YOUR GOAL ▸
Scan the entries that follow for the word "tests", then report every line in which it appears.

DATA RECORDS ▸
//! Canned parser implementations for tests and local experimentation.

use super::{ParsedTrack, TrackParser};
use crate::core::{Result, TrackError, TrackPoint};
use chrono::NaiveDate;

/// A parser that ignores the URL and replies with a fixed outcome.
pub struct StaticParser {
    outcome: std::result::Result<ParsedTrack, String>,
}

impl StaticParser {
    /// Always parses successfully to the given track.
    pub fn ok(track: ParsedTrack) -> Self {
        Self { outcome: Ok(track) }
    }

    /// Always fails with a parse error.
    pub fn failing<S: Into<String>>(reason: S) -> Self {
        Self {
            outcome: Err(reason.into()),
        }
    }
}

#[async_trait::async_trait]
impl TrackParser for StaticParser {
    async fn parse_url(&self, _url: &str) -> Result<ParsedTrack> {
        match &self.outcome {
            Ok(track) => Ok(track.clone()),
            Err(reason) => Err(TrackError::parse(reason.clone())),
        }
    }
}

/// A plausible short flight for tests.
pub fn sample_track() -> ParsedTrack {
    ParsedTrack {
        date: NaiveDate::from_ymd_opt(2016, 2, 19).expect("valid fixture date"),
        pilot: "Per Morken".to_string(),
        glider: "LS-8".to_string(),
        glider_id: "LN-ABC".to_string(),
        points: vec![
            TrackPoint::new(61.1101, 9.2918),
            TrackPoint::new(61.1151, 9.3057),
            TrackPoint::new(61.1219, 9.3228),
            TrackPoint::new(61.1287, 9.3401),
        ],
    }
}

--

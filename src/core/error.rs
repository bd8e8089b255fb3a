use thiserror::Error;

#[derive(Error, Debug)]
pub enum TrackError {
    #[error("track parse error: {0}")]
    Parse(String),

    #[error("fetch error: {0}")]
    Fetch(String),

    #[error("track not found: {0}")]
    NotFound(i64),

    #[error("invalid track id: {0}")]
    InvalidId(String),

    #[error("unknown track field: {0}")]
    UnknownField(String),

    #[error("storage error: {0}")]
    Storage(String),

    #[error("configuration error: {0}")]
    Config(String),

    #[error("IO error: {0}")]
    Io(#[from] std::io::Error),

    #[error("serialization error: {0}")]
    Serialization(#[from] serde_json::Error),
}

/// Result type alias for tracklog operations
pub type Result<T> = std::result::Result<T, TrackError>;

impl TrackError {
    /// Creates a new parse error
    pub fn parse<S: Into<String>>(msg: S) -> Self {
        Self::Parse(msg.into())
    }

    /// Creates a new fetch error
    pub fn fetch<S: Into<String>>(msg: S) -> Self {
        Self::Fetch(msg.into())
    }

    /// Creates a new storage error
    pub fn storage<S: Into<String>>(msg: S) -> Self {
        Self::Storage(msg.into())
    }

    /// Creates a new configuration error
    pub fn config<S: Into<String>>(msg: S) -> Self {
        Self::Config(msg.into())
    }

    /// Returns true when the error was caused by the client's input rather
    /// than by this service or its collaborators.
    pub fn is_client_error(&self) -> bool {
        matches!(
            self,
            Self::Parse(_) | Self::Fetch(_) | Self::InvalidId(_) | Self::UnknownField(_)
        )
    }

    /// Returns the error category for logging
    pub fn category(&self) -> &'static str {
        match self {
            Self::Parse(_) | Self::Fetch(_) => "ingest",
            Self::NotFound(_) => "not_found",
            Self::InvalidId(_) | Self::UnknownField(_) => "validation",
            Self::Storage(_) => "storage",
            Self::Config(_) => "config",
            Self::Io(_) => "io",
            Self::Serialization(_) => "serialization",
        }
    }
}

ANSWER TO THIS PROBLEM ▸
//! Canned parser implementations for tests and local experimentation.
/// A plausible short flight for tests.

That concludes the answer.